Pacjentki relacjonują, że mimo nadziei związanych z reformą, rzeczywistość okazała się brutalna. Skarżą się na długie kolejki, niejasności w systemie i brak miejsc. Część kobiet informuje, że ich skierowania wygasły, zanim udało im się umówić wizytę. Inne mówią o bólu, który towarzyszy im każdego dnia i wpływa na życie zawodowe, rodzinne i psychiczne. Zdarzają się też dramatyczne historie – kobiety, które straciły dzieci z powodu powikłań choroby, czy te, które latami były błędnie diagnozowane. Te osobiste tragedie pokazują, jak poważne konsekwencje ma niedostateczne leczenie endometriozy.

Przeciążone ośrodki i brak personelu

Ginekolog Daniel Kurczyński z Katowic podkreśla, że ogromne zainteresowanie przy ograniczonych zasobach kadrowych i sprzętowych sprawia, że ośrodki są przeciążone. W jego placówce terminy na cały rok zapełniły się w ciągu godziny. Zwraca też uwagę, że diagnostyka endometriozy jest czasochłonna – jedna konsultacja trwa około 40 minut – co znacząco ogranicza liczbę wizyt dziennie. Problemem są również pacjentki zgłaszające się z innymi dolegliwościami, np. infekcjami intymnymi, co dodatkowo wydłuża czas oczekiwania. To błędne koło, które utrudnia dostęp do specjalistycznej opieki.

Reakcja Ministerstwa Zdrowia

Ministerstwo Zdrowia odpiera zarzuty i zapewnia, że sytuacja się poprawi.
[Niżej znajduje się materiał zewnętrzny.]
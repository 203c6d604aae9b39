//! Query command implementation

use anyhow::{Context, Result};
use aristotle_core::{AristotleClient, CommandInvocation, format, render};

use crate::output::json::{self, QueryOutput};
use crate::output::{OutputFormat, text};

/// Submit `query` and print the formatted reply.
///
/// The slash command, if any, selects the formatting strategy; the command
/// echoed back by the service is ignored.
pub async fn run_query(client: &AristotleClient, query: &str, output: OutputFormat) -> Result<()> {
    let invocation = CommandInvocation::parse(query);
    let reply = client
        .query(query)
        .await
        .with_context(|| format!("Query '{query}' failed"))?;

    if reply.response.trim().is_empty() {
        tracing::warn!("The service returned an empty response");
    }
    let doc = format::format(invocation.command, &reply.response, &invocation.argument);

    match output {
        OutputFormat::Text => {
            if !doc.is_empty() {
                println!("{}", text::render(&doc));
            }
        },
        OutputFormat::Json => json::print(&QueryOutput {
            query,
            command: invocation.command.map(|tag| tag.as_str()),
            response: &reply.response,
            blocks: doc.blocks(),
        })?,
        OutputFormat::Html => println!("{}", render::to_html(&doc)),
    }
    Ok(())
}
//! State of one research request.
//!
//! [`ResearchSession`] owns everything the front end displays while a
//! research stream is running: the progress tracker, the activity log, the
//! input-enabled flag and, once the run completes, the formatted result. It
//! is mutated only through its methods, each of which returns the
//! [`Transition`]s it caused so observers can redraw incrementally.

use crate::document::StructuredDocument;
use crate::format;
use crate::progress::{LogEntry, LogKind, ProgressTracker};
use crate::stream::{CompletionResult, StreamEvent};
use chrono::{DateTime, Local};

/// Lifecycle of a research request.
#[derive(Debug, Clone, Copy, PartialEq, Eq, Default)]
pub enum Phase {
    /// Nothing submitted yet
    #[default]
    Idle,
    /// Stream is being read
    Running,
    /// A `complete` event arrived
    Completed,
    /// The transport failed
    Failed,
    /// The stream ended without a `complete` event
    Incomplete,
    /// The user cancelled the request
    Cancelled,
}

impl Phase {
    /// True once the request can no longer change phase.
    pub const fn is_terminal(self) -> bool {
        matches!(
            self,
            Self::Completed | Self::Failed | Self::Incomplete | Self::Cancelled
        )
    }
}

/// A visible change caused by one session step.
#[derive(Debug, Clone, PartialEq)]
pub enum Transition {
    /// A research request started
    Started {
        /// Topic as submitted
        topic: String,
    },
    /// The percentage changed
    Progress(u8),
    /// A log entry was appended
    LogAppended(LogEntry),
    /// The run finished and its summary was formatted
    Completed(StructuredDocument),
    /// Input was enabled (`true`) or disabled (`false`)
    InputEnabled(bool),
}

/// Receives session transitions as they happen.
pub trait SessionObserver {
    /// Called once per transition, in order.
    fn on_transition(&mut self, transition: &Transition);
}

impl SessionObserver for Vec<Transition> {
    fn on_transition(&mut self, transition: &Transition) {
        self.push(transition.clone());
    }
}

const INCOMPLETE_MESSAGE: &str = "stream ended before completion";
const WARNING_PREFIX: &str = "[WARNING]";

/// Explicit state object for one research request.
#[derive(Debug, Clone)]
pub struct ResearchSession {
    topic: String,
    phase: Phase,
    tracker: ProgressTracker,
    input_enabled: bool,
    result: Option<CompletionResult>,
    document: Option<StructuredDocument>,
}

impl Default for ResearchSession {
    fn default() -> Self {
        Self::new()
    }
}

impl ResearchSession {
    /// Idle session with input enabled.
    pub fn new() -> Self {
        Self {
            topic: String::new(),
            phase: Phase::Idle,
            tracker: ProgressTracker::new(),
            input_enabled: true,
            result: None,
            document: None,
        }
    }

    /// Submit a topic: the session starts running and input is disabled.
    pub fn start(&mut self, topic: impl Into<String>) -> Vec<Transition> {
        *self = Self::new();
        self.topic = topic.into();
        self.phase = Phase::Running;
        self.input_enabled = false;
        tracing::debug!(topic = %self.topic, "Research session started");
        vec![
            Transition::Started {
                topic: self.topic.clone(),
            },
            Transition::InputEnabled(false),
        ]
    }

    /// Apply one classified event.
    ///
    /// Events keep being accepted after completion since the transport is
    /// read to its end.
    pub fn handle(&mut self, event: StreamEvent, now: DateTime<Local>) -> Vec<Transition> {
        let mut transitions = Vec::new();
        match event {
            StreamEvent::Progress { percent } => {
                transitions.push(self.set_percent(percent));
            },
            StreamEvent::Stage { message, percent } => {
                if let Some(percent) = percent {
                    transitions.push(self.set_percent(percent));
                }
                if let Some(message) = message {
                    transitions.push(self.log(message, LogKind::Stage, now));
                }
            },
            StreamEvent::Info { message } => {
                if let Some(message) = message {
                    transitions.push(self.log(message, LogKind::Info, now));
                }
            },
            StreamEvent::Unrecognized { line } => {
                let kind = if line.starts_with(WARNING_PREFIX) {
                    LogKind::Warning
                } else {
                    LogKind::Info
                };
                transitions.push(self.log(line, kind, now));
            },
            StreamEvent::Complete { result } => {
                let document = format::research_result(&result);
                self.result = Some(result);
                self.document = Some(document.clone());
                self.phase = Phase::Completed;
                tracing::info!(topic = %self.topic, "Research completed");
                transitions.push(self.log("Research completed", LogKind::Success, now));
                transitions.push(Transition::Completed(document));
                transitions.extend(self.enable_input());
            },
        }
        transitions
    }

    /// Record a terminal transport failure.
    pub fn fail(&mut self, message: impl Into<String>, now: DateTime<Local>) -> Vec<Transition> {
        let mut transitions = vec![self.log(message, LogKind::Error, now)];
        self.phase = Phase::Failed;
        transitions.extend(self.enable_input());
        transitions
    }

    /// The stream ended. A run that never completed is marked incomplete.
    pub fn finish(&mut self, now: DateTime<Local>) -> Vec<Transition> {
        if self.phase != Phase::Running {
            return Vec::new();
        }
        tracing::warn!(topic = %self.topic, "Research stream ended before completion");
        let mut transitions = vec![self.log(INCOMPLETE_MESSAGE, LogKind::Warning, now)];
        self.phase = Phase::Incomplete;
        transitions.extend(self.enable_input());
        transitions
    }

    /// The user abandoned the request. No error entry is recorded.
    pub fn cancel(&mut self) -> Vec<Transition> {
        if self.phase.is_terminal() {
            return Vec::new();
        }
        self.phase = Phase::Cancelled;
        self.enable_input().into_iter().collect()
    }

    /// Topic of the current request.
    pub fn topic(&self) -> &str {
        &self.topic
    }

    /// Current phase.
    pub const fn phase(&self) -> Phase {
        self.phase
    }

    /// Current percentage.
    pub const fn percent(&self) -> u8 {
        self.tracker.percent()
    }

    /// Activity log in order.
    pub fn log_entries(&self) -> &[LogEntry] {
        self.tracker.entries()
    }

    /// Whether a new request may be submitted.
    pub const fn input_enabled(&self) -> bool {
        self.input_enabled
    }

    /// Completion record, once the run completed.
    pub const fn result(&self) -> Option<&CompletionResult> {
        self.result.as_ref()
    }

    /// Formatted completion record, once the run completed.
    pub const fn document(&self) -> Option<&StructuredDocument> {
        self.document.as_ref()
    }

    fn set_percent(&mut self, percent: u8) -> Transition {
        Transition::Progress(self.tracker.update(i64::from(percent)))
    }

    fn log(&mut self, message: impl Into<String>, kind: LogKind, now: DateTime<Local>) -> Transition {
        Transition::LogAppended(self.tracker.append(message, kind, now).clone())
    }

    fn enable_input(&mut self) -> Option<Transition> {
        if self.input_enabled {
            return None;
        }
        self.input_enabled = true;
        Some(Transition::InputEnabled(true))
    }
}
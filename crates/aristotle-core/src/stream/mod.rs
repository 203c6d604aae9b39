//! Research event stream ingestion.
//!
//! Bytes arrive in arbitrary chunks. [`LineBuffer`] turns them into logical
//! lines, [`Classifier`] turns lines into [`StreamEvent`]s and [`pump`] drives
//! both against a [`ResearchSession`](crate::session::ResearchSession).

mod classifier;
mod event;
mod line_buffer;
mod pump;

pub use classifier::{
    bracketed_log, classify, json_event, Classifier, Line, LineMatcher, Match, DEFAULT_MATCHERS,
};
pub use event::{CompletionResult, StreamEvent};
pub use line_buffer::LineBuffer;
pub use pump::{pump, research, StreamOutcome};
Rzeczniczka resortu, Milena Kruszewska, w przesłanym oświadczeniu podkreśla, że uruchomienie ośrodków referencyjnych to dopiero początek zmian. "Zdajemy sobie sprawę, że osiem ośrodków to za mało, ale pracujemy nad zwiększeniem ich liczby. Chcemy, aby każda kobieta w Polsce miała dostęp do nowoczesnego leczenia endometriozy" – zapewnia.

Jednak pacjentki pozostają sceptyczne. "Słyszymy te obietnice od lat. Potrzebujemy konkretnych działań, a nie pustych słów" – mówi pani Joanna, która od 15 lat zmaga się z endometriozą. "Chcę normalnie żyć, pracować, mieć rodzinę. Czy to naprawdę tak wiele?" – pyta zrezygnowana. W jej głosie słychać zmęczenie i brak wiary w szybką poprawę sytuacji.

Potrzebne zmiany

Eksperci zgodnie twierdzą, że powołanie publicznych ośrodków to krok w dobrą stronę, ale niewystarczający. Według szacunków, realne potrzeby mogłoby zaspokoić dopiero 20–30 placówek. Konieczne są także inwestycje w szkolenie lekarzy, zwiększenie kadry oraz ogólnopolska kampania informacyjna, która pomoże kobietom zrozumieć, dla kogo przeznaczone są te ośrodki, jakie oferują usługi i jak skutecznie dostać się do leczenia. Bez kompleksowych działań, sytuacja pacjentek z endometriozą w Polsce nie ulegnie poprawie. Potrzebne są konkretne rozwiązania i realne wsparcie ze strony państwa.